The first edition of the Tigerland India Film Festival was held at Bhopal in Madhya Pradesh (India) on August 26–27, 2015. The Bollywood legend Waheeda Rehman attended the festival and gave away the prizes. Renowned film-critic and writer Bhawana Somaaya, who is also an advisor with TIFF, presided over the event and delivered the inaugural address.

The event was attended by top bureaucrats from forest department besides wildlife experts, photographers, amateur filmmakers, school and college students, and young wildlife-lovers. Top forest officer and PCCF of Madhya Pradesh Shri Narendra Kumar gave his lecture as the Chief Guest of TIFF 2015. Chief Wildlife Warden Ravi Srivastava, APCCF Vinay Varman, PCCF Animesh Shukla, PCCF Suhas Kumar and MPCoST DG Pramod K Verma attended as special guests. On this occasion 'TIFF 2015 Yearbook' was also released by the dignitaries present. The yearbook cover was a photograph of a tigress clicked by Waheeda Rehman in a national park of Madhya Pradesh.
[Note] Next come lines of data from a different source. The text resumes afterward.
impl AlgodClient {
    /// Creates a client for the node at `base_url` using an API token.
    ///
    /// # Example
    ///
    /// ```no_run
    /// use algorand_http::AlgodClient;
    ///
    /// let algod = AlgodClient::new("http://localhost:4001", "my-api-token");
    /// ```
    pub fn new(base_url: impl Into<String>, token: impl Into<String>) -> Self {
        Self::build(base_url, Some(token.into()))
    }

    /// Creates a client for a public endpoint that requires no token.
    pub fn without_token(base_url: impl Into<String>) -> Self {
        Self::build(base_url, None)
    }

    /// Creates a client from environment variables.
    ///
    /// Reads:
    /// - `ALGOD_URL`: node base URL (e.g. `http://localhost:4001`)
    /// - `ALGOD_TOKEN`: API token, optional for public endpoints
    ///
    /// Returns an error if `ALGOD_URL` is missing or empty.
    pub fn from_env() -> std::result::Result<Self, String> {
        let url = std::env::var("ALGOD_URL")
            .map_err(|_| "missing ALGOD_URL environment variable".to_owned())?;
        if url.trim().is_empty() {
            return Err("ALGOD_URL is set but empty".to_owned());
        }
        let token = std::env::var("ALGOD_TOKEN")
            .ok()
            .filter(|token| !token.trim().is_empty());
        Ok(Self::build(url, token))
    }

    fn build(base_url: impl Into<String>, token: Option<String>) -> Self {
        Self {
            transport: HttpTransport::new(base_url, ALGOD_TOKEN_HEADER, token),
            options: ClientOptions::default(),
            limiter: None,
        }
    }

    /// Applies client options such as timeout, retry and decoding defaults.
    pub fn with_options(mut self, opts: ClientOptions) -> Self {
        self.options = opts;
        self
    }

    /// Shares a rate limiter with every request made through this client.
    /// Clones of the same limiter drain one bucket, so it can also be
    /// shared with other clients.
    pub fn with_rate_limiter(mut self, limiter: RateLimiter) -> Self {
        self.limiter = Some(limiter);
        self
    }

    pub fn base_url(&self) -> &str {
        self.transport.base_url()
    }

    fn request(&self, method: Method, path: impl Into<String>) -> EndpointRequest<'_> {
        EndpointRequest::new(
            &self.transport,
            &self.options,
            self.limiter.clone(),
            method,
            path,
        )
    }

    /// `GET /health`: node liveness probe.
    pub fn health_check(&self) -> HealthCheck<'_> {
        let mut inner = self.request(Method::GET, "/health");
        inner.set_response(ResponseKind::Empty);
        HealthCheck { inner }
    }

    /// `GET /v2/blocks/{round}`: the block for a round as raw msgpack
    /// bytes. Decoding the block is left to the caller.
    pub fn block(&self, round: u64) -> GetBlock<'_> {
        let mut inner = self.request(Method::GET, format!("/v2/blocks/{round}"));
        inner.upsert_query("format", "msgpack");
        inner.set_response(ResponseKind::Raw);
        GetBlock { inner }
    }

    /// `POST /v2/teal/compile`: compiles TEAL source. The node must have
    /// the developer API enabled.
    pub fn compile(&self, source: impl AsRef<[u8]>) -> Compile<'_> {
        let mut inner = self.request(Method::POST, "/v2/teal/compile");
        inner.set_payload(Payload::Binary {
            bytes: source.as_ref().to_vec(),
            default_content_type: "text/plain",
        });
        Compile { inner }
    }

    /// `POST /v2/teal/dryrun`: simulates execution of a caller-encoded
    /// dryrun request blob.
    pub fn dryrun(&self, blob: impl AsRef<[u8]>) -> Dryrun<'_> {
        let mut inner = self.request(Method::POST, "/v2/teal/dryrun");
        inner.set_payload(Payload::Binary {
            bytes: blob.as_ref().to_vec(),
            default_content_type: "text/plain",
        });
        Dryrun { inner }
    }

    /// `POST /v2/teal/dryrun` with the request given as JSON. The node
    /// accepts both encodings; this one skips client-side encoding and is
    /// serialized by the transport with `application/json`.
    pub fn dryrun_json(&self, request: serde_json::Value) -> Dryrun<'_> {
        let mut inner = self.request(Method::POST, "/v2/teal/dryrun");
        inner.set_payload(Payload::Json(request));
        Dryrun { inner }
    }

    /// `POST /v2/transactions`: broadcasts one signed transaction or a
    /// flattened group. An empty group fails validation here, before any
    /// rate-limit token is consumed or network call made.
    pub fn send_raw_transaction(
        &self,
        stx_or_group: impl Into<SignedTransactions>,
    ) -> Result<SendRawTransaction<'_>> {
        let bytes = stx_or_group.into().into_body()?;
        let mut inner = self.request(Method::POST, "/v2/transactions");
        inner.set_payload(Payload::Binary {
            bytes,
            default_content_type: "application/x-binary",
        });
        Ok(SendRawTransaction { inner })
    }

    /// `GET /v2/status/wait-for-block-after/{round}`: blocks server-side
    /// until a round after the given one, then reports node status.
    pub fn status_after_block(&self, round: u64) -> StatusAfterBlock<'_> {
        StatusAfterBlock {
            inner: self.request(
                Method::GET,
                format!("/v2/status/wait-for-block-after/{round}"),
            ),
        }
    }

    /// `GET /v2/accounts/{address}/applications/{application_id}`: an
    /// account's state for one application.
    pub fn account_application_information(
        &self,
        address: &str,
        application_id: u64,
    ) -> AccountApplicationInformation<'_> {
        AccountApplicationInformation {
            inner: self.request(
                Method::GET,
                format!("/v2/accounts/{address}/applications/{application_id}"),
            ),
        }
    }

    /// `GET /v2/accounts/{address}/assets/{asset_id}`: an account's holding
    /// of one asset.
    pub fn account_asset_information(
        &self,
        address: &str,
        asset_id: u64,
    ) -> AccountAssetInformation<'_> {
        AccountAssetInformation {
            inner: self.request(
                Method::GET,
                format!("/v2/accounts/{address}/assets/{asset_id}"),
            ),
        }
    }

    /// `GET /v2/applications/{application_id}`: application parameters and
    /// global state.
    pub fn application_information(&self, application_id: u64) -> ApplicationInformation<'_> {
        ApplicationInformation {
            inner: self.request(Method::GET, format!("/v2/applications/{application_id}")),
        }
    }

    /// `GET /v2/assets/{asset_id}`: asset parameters.
    pub fn asset_information(&self, asset_id: u64) -> AssetInformation<'_> {
        AssetInformation {
            inner: self.request(Method::GET, format!("/v2/assets/{asset_id}")),
        }
    }

    /// `GET /v2/blocks/{round}/lightheader/proof`: proof for a light block
    /// header in the round's vector commitment.
    pub fn light_block_header_proof(&self, round: u64) -> LightBlockHeaderProof<'_> {
        LightBlockHeaderProof {
            inner: self.request(Method::GET, format!("/v2/blocks/{round}/lightheader/proof")),
        }
    }

    /// `GET /v2/stateproofs/{round}`: the state proof covering a round.
    pub fn state_proof(&self, round: u64) -> StateProof<'_> {
        StateProof {
            inner: self.request(Method::GET, format!("/v2/stateproofs/{round}")),
        }
    }
}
The first Tigerland India Biodiversity Conservation Award was awarded to Nagaland Principal Chief Conservator of Forests and Head of Forest Force M Lokeswara Rao.

== Wildlife Photo-exhibition of Waheeda Rehman ==
The highlight of TIFF 2015 was the 'first-ever' wildlife photo exhibition of the wildlife clicks of Waheeda Rehman. About 40 photographs mainly from India and Africa were displayed here. The Times of India covering the event in its main edition wrote, "Waheeda's best-kept secret out: She loves cameras & wields them in wild". The Pioneer wrote, "The visitors were awestruck with the wonderful pictures put up by her. Majorly students who have an interest in photography are visiting the exhibition. As the pictures showcase wildlife, the visitors got a chance to watch the jungles through this exhibition. This exhibition is a delicacy in extravagance to watch the pictures of animals in their most unseen positions.”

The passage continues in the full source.